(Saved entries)
==============================

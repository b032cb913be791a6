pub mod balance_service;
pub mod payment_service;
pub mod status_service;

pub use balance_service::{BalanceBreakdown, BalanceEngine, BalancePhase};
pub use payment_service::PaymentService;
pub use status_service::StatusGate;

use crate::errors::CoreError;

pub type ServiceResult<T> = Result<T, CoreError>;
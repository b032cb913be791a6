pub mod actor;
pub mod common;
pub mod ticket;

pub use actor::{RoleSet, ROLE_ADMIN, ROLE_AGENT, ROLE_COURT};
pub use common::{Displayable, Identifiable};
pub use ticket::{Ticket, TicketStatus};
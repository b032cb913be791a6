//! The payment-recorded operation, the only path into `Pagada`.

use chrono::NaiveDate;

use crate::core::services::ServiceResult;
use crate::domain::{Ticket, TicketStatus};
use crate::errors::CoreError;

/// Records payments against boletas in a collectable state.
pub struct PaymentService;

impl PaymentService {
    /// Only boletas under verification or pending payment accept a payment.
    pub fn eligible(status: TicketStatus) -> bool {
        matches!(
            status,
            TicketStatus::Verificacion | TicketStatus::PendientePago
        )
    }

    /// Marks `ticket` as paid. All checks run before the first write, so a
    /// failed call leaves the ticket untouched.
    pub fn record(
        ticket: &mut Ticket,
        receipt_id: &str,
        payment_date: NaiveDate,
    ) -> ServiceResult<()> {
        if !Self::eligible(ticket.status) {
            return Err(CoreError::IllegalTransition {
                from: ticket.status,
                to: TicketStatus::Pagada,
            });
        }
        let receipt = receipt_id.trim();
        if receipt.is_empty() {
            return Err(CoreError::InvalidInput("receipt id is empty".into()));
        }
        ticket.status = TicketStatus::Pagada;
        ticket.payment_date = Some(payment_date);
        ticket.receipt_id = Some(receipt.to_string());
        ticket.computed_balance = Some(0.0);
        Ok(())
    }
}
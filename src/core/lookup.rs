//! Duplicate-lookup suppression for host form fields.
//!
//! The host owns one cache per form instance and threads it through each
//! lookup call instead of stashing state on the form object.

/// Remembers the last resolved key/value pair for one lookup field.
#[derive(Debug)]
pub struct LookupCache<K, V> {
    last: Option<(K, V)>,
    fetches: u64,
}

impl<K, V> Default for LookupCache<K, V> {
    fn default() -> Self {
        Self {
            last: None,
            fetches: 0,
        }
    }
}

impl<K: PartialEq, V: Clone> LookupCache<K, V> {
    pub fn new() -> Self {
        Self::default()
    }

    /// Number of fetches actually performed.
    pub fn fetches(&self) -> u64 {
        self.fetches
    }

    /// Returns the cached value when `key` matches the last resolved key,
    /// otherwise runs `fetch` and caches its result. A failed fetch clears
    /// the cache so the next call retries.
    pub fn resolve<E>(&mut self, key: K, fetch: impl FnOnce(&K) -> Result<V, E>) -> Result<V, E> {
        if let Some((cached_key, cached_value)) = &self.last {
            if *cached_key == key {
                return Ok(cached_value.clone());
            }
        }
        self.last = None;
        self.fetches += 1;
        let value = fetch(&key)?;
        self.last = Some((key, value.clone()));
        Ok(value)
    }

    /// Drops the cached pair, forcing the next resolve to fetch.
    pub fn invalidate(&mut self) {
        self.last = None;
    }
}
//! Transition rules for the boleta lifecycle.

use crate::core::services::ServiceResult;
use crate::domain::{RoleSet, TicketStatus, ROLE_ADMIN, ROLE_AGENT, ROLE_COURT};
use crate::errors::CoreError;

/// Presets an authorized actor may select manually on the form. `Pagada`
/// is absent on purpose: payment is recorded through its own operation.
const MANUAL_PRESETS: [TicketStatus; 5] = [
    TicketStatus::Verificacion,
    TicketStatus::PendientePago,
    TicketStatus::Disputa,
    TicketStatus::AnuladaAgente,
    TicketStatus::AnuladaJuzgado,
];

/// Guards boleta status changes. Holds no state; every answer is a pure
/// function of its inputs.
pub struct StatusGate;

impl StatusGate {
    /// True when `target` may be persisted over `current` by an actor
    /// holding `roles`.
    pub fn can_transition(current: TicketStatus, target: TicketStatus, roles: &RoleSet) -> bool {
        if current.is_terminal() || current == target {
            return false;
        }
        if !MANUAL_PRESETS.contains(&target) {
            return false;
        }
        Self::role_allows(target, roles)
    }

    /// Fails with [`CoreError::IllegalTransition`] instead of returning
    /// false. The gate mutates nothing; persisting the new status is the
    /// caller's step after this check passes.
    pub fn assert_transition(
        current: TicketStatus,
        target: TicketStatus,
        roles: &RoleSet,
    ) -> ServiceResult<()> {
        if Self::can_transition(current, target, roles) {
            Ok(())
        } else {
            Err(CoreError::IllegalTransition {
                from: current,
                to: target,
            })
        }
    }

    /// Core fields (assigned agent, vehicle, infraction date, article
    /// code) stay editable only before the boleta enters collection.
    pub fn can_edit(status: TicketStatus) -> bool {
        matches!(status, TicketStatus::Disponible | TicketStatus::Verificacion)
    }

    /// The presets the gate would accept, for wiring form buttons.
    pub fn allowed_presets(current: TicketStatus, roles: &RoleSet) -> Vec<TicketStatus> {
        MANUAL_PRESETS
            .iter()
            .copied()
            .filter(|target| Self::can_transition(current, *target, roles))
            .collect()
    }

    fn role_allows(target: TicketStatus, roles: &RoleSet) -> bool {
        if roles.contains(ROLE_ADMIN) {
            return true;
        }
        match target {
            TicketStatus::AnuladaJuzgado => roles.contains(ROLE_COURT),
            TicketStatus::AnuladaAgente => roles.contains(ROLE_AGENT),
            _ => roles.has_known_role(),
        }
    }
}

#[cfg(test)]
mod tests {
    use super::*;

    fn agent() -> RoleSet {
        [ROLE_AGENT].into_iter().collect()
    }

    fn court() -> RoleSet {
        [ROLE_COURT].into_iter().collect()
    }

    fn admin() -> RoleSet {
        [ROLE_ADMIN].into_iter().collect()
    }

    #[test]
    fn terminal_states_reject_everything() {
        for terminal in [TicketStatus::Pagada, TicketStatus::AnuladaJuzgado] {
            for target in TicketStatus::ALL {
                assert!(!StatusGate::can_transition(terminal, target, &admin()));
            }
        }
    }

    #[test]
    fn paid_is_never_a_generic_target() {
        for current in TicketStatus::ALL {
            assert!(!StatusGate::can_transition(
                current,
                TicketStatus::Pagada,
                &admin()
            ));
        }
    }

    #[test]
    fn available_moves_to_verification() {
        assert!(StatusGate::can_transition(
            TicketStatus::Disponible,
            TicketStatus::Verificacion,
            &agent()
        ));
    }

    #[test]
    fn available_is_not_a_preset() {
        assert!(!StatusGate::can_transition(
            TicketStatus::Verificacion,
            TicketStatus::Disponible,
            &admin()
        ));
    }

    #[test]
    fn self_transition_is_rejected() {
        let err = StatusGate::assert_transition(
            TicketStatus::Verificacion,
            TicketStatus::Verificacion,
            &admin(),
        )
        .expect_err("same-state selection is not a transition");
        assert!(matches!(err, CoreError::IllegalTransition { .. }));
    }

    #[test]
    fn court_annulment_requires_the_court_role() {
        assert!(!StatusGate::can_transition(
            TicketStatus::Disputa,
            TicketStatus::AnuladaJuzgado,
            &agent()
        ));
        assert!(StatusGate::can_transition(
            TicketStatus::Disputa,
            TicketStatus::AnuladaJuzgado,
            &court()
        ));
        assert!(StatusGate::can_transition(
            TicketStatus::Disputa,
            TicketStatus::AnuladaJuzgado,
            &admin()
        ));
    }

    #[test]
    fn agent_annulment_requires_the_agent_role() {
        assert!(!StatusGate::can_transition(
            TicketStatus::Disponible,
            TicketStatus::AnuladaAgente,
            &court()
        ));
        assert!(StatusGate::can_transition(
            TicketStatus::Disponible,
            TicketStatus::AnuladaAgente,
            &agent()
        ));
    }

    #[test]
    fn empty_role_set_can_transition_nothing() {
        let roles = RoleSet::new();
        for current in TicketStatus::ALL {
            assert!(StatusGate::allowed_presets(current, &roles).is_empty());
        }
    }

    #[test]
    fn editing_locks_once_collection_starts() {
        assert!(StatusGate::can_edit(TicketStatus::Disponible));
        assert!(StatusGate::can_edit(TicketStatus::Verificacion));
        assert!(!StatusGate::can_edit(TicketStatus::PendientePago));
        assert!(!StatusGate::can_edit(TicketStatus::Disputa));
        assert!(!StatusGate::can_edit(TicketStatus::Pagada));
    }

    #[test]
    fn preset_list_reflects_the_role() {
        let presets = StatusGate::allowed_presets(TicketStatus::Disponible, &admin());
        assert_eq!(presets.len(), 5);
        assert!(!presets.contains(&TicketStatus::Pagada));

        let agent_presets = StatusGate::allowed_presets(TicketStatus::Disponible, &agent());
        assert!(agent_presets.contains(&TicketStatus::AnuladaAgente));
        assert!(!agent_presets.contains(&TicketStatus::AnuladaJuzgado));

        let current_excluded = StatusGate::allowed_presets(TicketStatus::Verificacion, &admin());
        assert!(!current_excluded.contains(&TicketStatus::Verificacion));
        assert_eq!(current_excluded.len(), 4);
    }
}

==============================

How to complete this task: Whenever a line of the entries contains the string "PendientePago", copy that line.

The answer:
            TicketStatus::Verificacion | TicketStatus::PendientePago
    TicketStatus::PendientePago,
        assert!(!StatusGate::can_edit(TicketStatus::PendientePago));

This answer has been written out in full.